Predicted tau MTL levels by ethnoracial group and Aβ positivity. Boxplots of predicted MTL tau SUVRs by ethnoracial group and Aβ positivity status show that in Aβ− participants, Black (β = 0.28, 95% CI [0.18, 0.38], p < 0.001) and Hispanic (β = 0.34, 95% CI [0.24, 0.45], p < 0.001) participants showed higher MTL tau levels than NHW participants while all Aβ+ ethnoracial groups showed similar MTL tau levels (0.26 < β < 0.06 p > 0.185). Aβ, amyloid‐β; CI, confidence interval; MTL, medial temporal lobe; NHW, non‐Hispanic White; SUVR, standardized uptake value ratio.

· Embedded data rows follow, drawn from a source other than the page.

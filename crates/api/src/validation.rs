// Copyright (C) 2026 Fred Clausen
// Use of this source code is governed by an MIT-style
// license that can be found in the LICENSE file or at
// https://opensource.org/licenses/MIT.

//! Parsing of string and numeric request fields into domain values.

use thiserror::Error;
use tradeflow_domain::{DocumentId, DocumentKind, DocumentStatus};

/// A request field could not be turned into a domain value.
#[derive(Debug, Error, PartialEq, Eq)]
pub enum RequestError {
    #[error("Unknown document kind '{0}'")]
    UnknownKind(String),

    #[error("'{status}' is not a {kind} status")]
    UnknownStatus { kind: DocumentKind, status: String },

    #[error("Document id must be positive, got {0}")]
    InvalidId(i64),

    #[error("Document number must not be blank")]
    BlankNumber,
}

impl RequestError {
    /// The request field the error refers to.
    #[must_use]
    pub const fn field(&self) -> &'static str {
        match self {
            Self::UnknownKind(_) => "kind",
            Self::UnknownStatus { .. } => "status",
            Self::InvalidId(_) => "id",
            Self::BlankNumber => "number",
        }
    }
}

/// Parses a document kind such as `work_order`.
///
/// # Errors
///
/// Returns `RequestError::UnknownKind` if `raw` names no kind.
pub fn parse_kind(raw: &str) -> Result<DocumentKind, RequestError> {
    raw.trim()
        .parse()
        .map_err(|_| RequestError::UnknownKind(raw.to_string()))
}

/// Parses a status string for `kind`.
///
/// # Errors
///
/// Returns `RequestError::UnknownStatus` if `raw` is not a status of `kind`.
pub fn parse_status(kind: DocumentKind, raw: &str) -> Result<DocumentStatus, RequestError> {
    DocumentStatus::parse(kind, raw.trim()).map_err(|_| RequestError::UnknownStatus {
        kind,
        status: raw.to_string(),
    })
}

/// Checks a document id from the wire.
///
/// # Errors
///
/// Returns `RequestError::InvalidId` for zero or negative ids.
pub const fn parse_id(raw: i64) -> Result<DocumentId, RequestError> {
    if raw <= 0 {
        return Err(RequestError::InvalidId(raw));
    }
    Ok(DocumentId::new(raw))
}

/// Normalizes a caller-supplied document number.
///
/// `None` means "allocate one"; a blank string is rejected rather than
/// silently treated as absent.
///
/// # Errors
///
/// Returns `RequestError::BlankNumber` for an empty or whitespace number.
pub fn parse_number(raw: Option<&str>) -> Result<Option<String>, RequestError> {
    match raw {
        None => Ok(None),
        Some(n) if n.trim().is_empty() => Err(RequestError::BlankNumber),
        Some(n) => Ok(Some(n.trim().to_string())),
    }
}
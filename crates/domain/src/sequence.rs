// Copyright (C) 2026 Fred Clausen
// Use of this source code is governed by an MIT-style
// license that can be found in the LICENSE file or at
// https://opensource.org/licenses/MIT.

use regex::Regex;
use std::sync::LazyLock;

use crate::error::DomainError;

/// Matches the digit group that ends the number.
#[allow(clippy::expect_used)]
static TRAILING_DIGITS: LazyLock<Regex> =
    LazyLock::new(|| Regex::new(r"([0-9]+)$").expect("trailing digit pattern is valid"));

/// Extracts the sequence embedded at the end of a formatted document number.
///
/// Works regardless of a year embedded before the counter:
/// `WO-2024-0001` and `WO-0001` both yield `1`.
///
/// # Errors
///
/// * `DomainError::MalformedNumber` when the number does not end in a digit
///   group
/// * `DomainError::SequenceOutOfRange` when the group is `u64::MAX` or larger,
///   since no sequence could follow it
pub fn parse_trailing_sequence(number: &str) -> Result<u64, DomainError> {
    let digits: &str = TRAILING_DIGITS
        .captures(number)
        .and_then(|captures| captures.get(1))
        .map(|digits| digits.as_str())
        .ok_or_else(|| DomainError::MalformedNumber {
            number: number.to_string(),
        })?;

    match digits.parse::<u64>() {
        Ok(sequence) if sequence < u64::MAX => Ok(sequence),
        _ => Err(DomainError::SequenceOutOfRange {
            value: number.to_string(),
        }),
    }
}
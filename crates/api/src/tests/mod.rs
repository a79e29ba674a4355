// Copyright (C) 2026 Fred Clausen
// Use of this source code is governed by an MIT-style
// license that can be found in the LICENSE file or at
// https://opensource.org/licenses/MIT.

//! Test module for the API crate.

#![allow(clippy::expect_used, clippy::unwrap_used)]

mod conversion_tests;
mod error_translation_tests;
mod helpers;
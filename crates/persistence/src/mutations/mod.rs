// Copyright (C) 2026 Fred Clausen
// Use of this source code is governed by an MIT-style
// license that can be found in the LICENSE file or at
// https://opensource.org/licenses/MIT.

//! State-changing operations.
//!
//! Inserts read back their identifier through
//! `PersistenceBackend::get_last_insert_rowid`; everything else is plain
//! Diesel DSL.

pub mod documents;
pub mod numbering;
pub mod tenants;

pub use documents::{
    insert_document_mysql, insert_document_sqlite, write_lifecycle_fields_mysql,
    write_lifecycle_fields_sqlite,
};
pub use numbering::{save_numbering_config_mysql, save_numbering_config_sqlite};
pub use tenants::{
    create_tenant_mysql, create_tenant_sqlite, upsert_profile_mysql, upsert_profile_sqlite,
};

Ethnoracial group did not moderate the associations between MTL tau and memory scores
3.3
We evaluated the associations between MTL tau PET and a memory composite score across the entire cohort by assessing whether ethnoracial group moderated the associations between MTL tau PET and memory while covarying for age, sex, education, and Aβ‐positivity. Within the whole cohort of MCI and CU participants, higher MTL tau was associated with a lower composite learning and memory score (β = −0.12, 95% CI [−0.18, −0.06], p < 0.001). To evaluate which aspects of learning and memory drove this significant association between memory and MTL tau, we further tested tau relationships with each individual cognitive test used to create the composite score (the SEVLT immediate and delayed free recall tests, and the Logical Memory (A+B) immediate and delayed recall tests). For all individual tests within the learning and memory composite score, poorer performance was associated with higher MTL tau (SEVLT immediate recall (β = −0.11, 95% CI [−0.17, −0.05], p < 0.001), SEVLT delayed recall (β = −0.14, 95% CI [−0.21, −0.07], p < 0.001), Logical Memory Story (A+B) immediate recall (β = −0.11, 95% CI [−0.16, −0.05], p < 0.001), and Logical Memory Story (A+B) delayed recall (β = −0.13, 95% CI [−0.19, −0.06], p < 0.001)).
We further assessed whether ethnoracial identity moderated the relationship between tau and cognitive performance. We found that no interaction effect of ethnoracial identity was present between MTL tau and memory composite when comparing NHW and Black participants (β = 0.12, 95% CI [−0.01, 0.26], *p *= 0.072), Black and Hispanic participants (β = 0.08, 95% CI [−0.03, 0.19], *p *= 0.171), or between NHW and Hispanic participants (β = 0.04,95%CI [−0.10, 0.19], *p *= 0.538). Results of individual tests among each ethnoracial group are presented in Table S3.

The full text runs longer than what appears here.